Your objective: Return the whole of the data exactly.

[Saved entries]
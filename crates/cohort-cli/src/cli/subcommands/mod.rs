pub mod auth;
pub mod groups;

pub use auth::AuthCommands;
pub use groups::GroupsCommands;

Answer space:
filename crates/cohort-cli/src/cli/subcommands/mod.rs
pub mod auth;
pub mod groups;

pub use auth::AuthCommands;
pub use groups::GroupsCommands;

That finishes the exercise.